Brigitte C. Madrian, NBER and University of Chicago, and Dennis Shea, University of Chicago, "The Power of Suggestion: Inertia in 401(K) Participation and Savings Behavior"

David H. Autor, NBER and MIT, "Outsourcing at Will: Unjust Dismissal Doctrine and the Growth of Temporary Help Employment"

Chinhui Juhn, NBER and University of Houston; Dae-ll Kim, Seoul National University; an Francis Vella, Rutgers University, "The Expansion of College Education in the United States, 1940-90: Is There Evidence of Declining Cohort Quality?"

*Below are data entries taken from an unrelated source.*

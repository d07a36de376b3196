#[macro_use]
pub mod utils;

pub mod asm;
pub mod ast;
pub mod codegen;
pub mod error;
pub mod interpreter;
pub mod lexer;
pub mod log;
pub mod parser;
pub mod rv;
pub mod sourcemap;
pub mod subst;
pub mod syscall;
pub mod ty;
pub mod typecheck;

#[cfg(test)]
mod tests {
    use crate::ast::{Expr, UntypedNode};
    use crate::codegen::codegen_program;
    use crate::interpreter::{is_value, HeapDescriptor, RuntimeEnv};
    use crate::sourcemap::Sourcemap;
    use crate::subst::subst;
    use crate::ty::Type;
    use crate::typecheck::{typecheck, TypedNode};
    use pretty_assertions::assert_eq;
    use std::cell::RefCell;
    use std::io::Write;
    use std::rc::Rc;

    #[derive(Clone, Default)]
    struct SharedBuf(Rc<RefCell<Vec<u8>>>);

    impl Write for SharedBuf {
        fn write(&mut self, buf: &[u8]) -> std::io::Result<usize> {
            self.0.borrow_mut().extend_from_slice(buf);
            Ok(buf.len())
        }

        fn flush(&mut self) -> std::io::Result<()> {
            Ok(())
        }
    }

    fn parse(src: &str) -> UntypedNode {
        let mut sourcemap = Sourcemap::default();
        let (_, result) = sourcemap.add_file("test.hyg", src);
        result.expect("failed to parse")
    }

    fn eval(src: &str) -> (String, TypedNode, RuntimeEnv<crate::ty::TypingEnv, Type>) {
        let typed = typecheck(&parse(src)).expect("failed to typecheck");
        let buf = SharedBuf::default();
        let mut env = RuntimeEnv::new(None, Some(Box::new(buf.clone())));
        let value = env.eval(typed);
        let output = String::from_utf8(buf.0.borrow().clone()).unwrap();
        (output, value, env)
    }

    fn eval_output(src: &str) -> String {
        let (output, value, env) = eval(src);
        assert!(
            env.exit_code.is_some() || is_value(&value),
            "program got stuck: {:?}",
            value.expr
        );
        output
    }

    /// If `Γ, x: T ⊢ e : U` and `⊢ v : T`, then `Γ ⊢ e[x := v] : U`.
    #[test]
    fn test_substitution_preserves_types() {
        let e = parse("x + 1");
        let v = parse("41");
        let substituted = subst(&e, "x", &v);
        assert_eq!(typecheck(&substituted).unwrap().ty, Type::Int);

        let e = parse("if x then 1 else 2");
        let substituted = subst(&e, "x", &parse("true"));
        assert_eq!(typecheck(&substituted).unwrap().ty, Type::Int);
    }

    /// `a && b` behaves exactly like `if a then b else false`, side effects
    /// included; `a || b` like `if a then true else b`.
    #[test]
    fn test_short_circuit_equivalence() {
        for &a in &[true, false] {
            for &b in &[true, false] {
                let sc_and = eval_output(&format!(
                    "println({{ print(0); {} }} && {{ print(1); {} }})",
                    a, b
                ));
                let if_and = eval_output(&format!(
                    "println(if {{ print(0); {} }} then {{ print(1); {} }} else false)",
                    a, b
                ));
                assert_eq!(sc_and, if_and);

                let sc_or = eval_output(&format!(
                    "println({{ print(0); {} }} || {{ print(1); {} }})",
                    a, b
                ));
                let if_or = eval_output(&format!(
                    "println(if {{ print(0); {} }} then true else {{ print(1); {} }})",
                    a, b
                ));
                assert_eq!(sc_or, if_or);
            }
        }
    }

    /// Run-time value shapes match the static types.
    #[test]
    fn test_typing_soundness_value_shapes() {
        let (_, value, _) = eval("2 + 3");
        assert_eq!(value.ty, Type::Int);
        assert!(matches!(value.expr, Expr::IntVal(5)));

        let (_, value, env) = eval("struct { a = 1; b = 2 }");
        let fields = match &value.ty {
            Type::Struct(fields) => fields,
            ty => panic!("expected a struct type, got {}", ty),
        };
        let addr = match value.expr {
            Expr::Pointer(addr) => addr,
            ref expr => panic!("expected a pointer, got {:?}", expr),
        };
        let names: Vec<String> = fields.iter().map(|f| f.id.clone()).collect();
        assert_eq!(
            env.descriptors.get(&addr),
            Some(&HeapDescriptor::Struct(names))
        );

        let (_, value, env) = eval("array(3, 0)");
        let addr = match value.expr {
            Expr::Pointer(addr) => addr,
            ref expr => panic!("expected a pointer, got {:?}", expr),
        };
        assert_eq!(env.descriptors.get(&addr), Some(&HeapDescriptor::Array(3)));
        assert!(matches!(env.heap.get(&addr).unwrap().expr, Expr::IntVal(3)));

        let (_, value, env) = eval("(A{1} : union { A: int; B: bool })");
        let labels = match &value.ty {
            Type::Union(cases) => cases.iter().map(|c| c.label.clone()).collect::<Vec<_>>(),
            ty => panic!("expected a union type, got {}", ty),
        };
        let addr = match value.expr {
            Expr::Pointer(addr) => addr,
            ref expr => panic!("expected a pointer, got {:?}", expr),
        };
        match &env.heap.get(&addr).unwrap().expr {
            Expr::StringVal(tag) => assert!(labels.contains(tag)),
            expr => panic!("expected a label tag, got {:?}", expr),
        }
    }

    /// The concrete behaviour scenarios, end to end through the evaluator.
    #[test]
    fn test_scenarios() {
        assert_eq!(eval_output("let x = 2 + 3 * 4; println(x)"), "14\n");
        assert_eq!(
            eval_output("let mutable i = 0; while i < 3 do { print(i); i <- i + 1 }"),
            "012"
        );
        assert_eq!(
            eval_output(
                "let p: struct { immutable a: int; b: int } = struct { a = 1; b = 2 }; \
                 p.b <- 5; println(p.a + p.b)"
            ),
            "6\n"
        );
        assert_eq!(
            eval_output(
                "let a = array(3, 7); println(arrayLength(a)); a[1] <- 9; \
                 println(arrayElem(a, 1))"
            ),
            "3\n9\n"
        );
    }

    /// The same scenarios also make it through the code generator.
    #[test]
    fn test_scenarios_compile() {
        for src in &[
            "let x = 2 + 3 * 4; println(x)",
            "let mutable i = 0; while i < 3 do { print(i); i <- i + 1 }",
            "let p: struct { immutable a: int; b: int } = struct { a = 1; b = 2 }; \
             p.b <- 5; println(p.a + p.b)",
            "fun square(x: int): int = x * x; assert(square(7) == 49)",
            "let a = array(3, 7); println(arrayLength(a)); a[1] <- 9; \
             println(arrayElem(a, 1))",
        ] {
            let typed = typecheck(&parse(src)).expect("failed to typecheck");
            let rendered = codegen_program(&typed).to_string();
            assert!(rendered.contains("ecall"), "no syscall emitted for {}", src);
        }
    }
}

Edward P. Lazear, NBER and Stanford University, "Educational Production" (NBER Working Paper No. 7349)

Jeffrey Grogger, NBER and University of California, Los Angeles, and Charles Michalopoulos, Manpower Development Research Corp., "Welfare Dynamics under Time Limits" (NBER Working Paper No. 7353)

John DiNardo, NBER and University of California, Irvine, and Mark P. Moore, University of California, Irvine, "The Phillips Curve Is Back? Using Panel Data to Analyze the Relationship between Unemployment and Inflation in an Open Economy" (NBER Working Paper No. 7328)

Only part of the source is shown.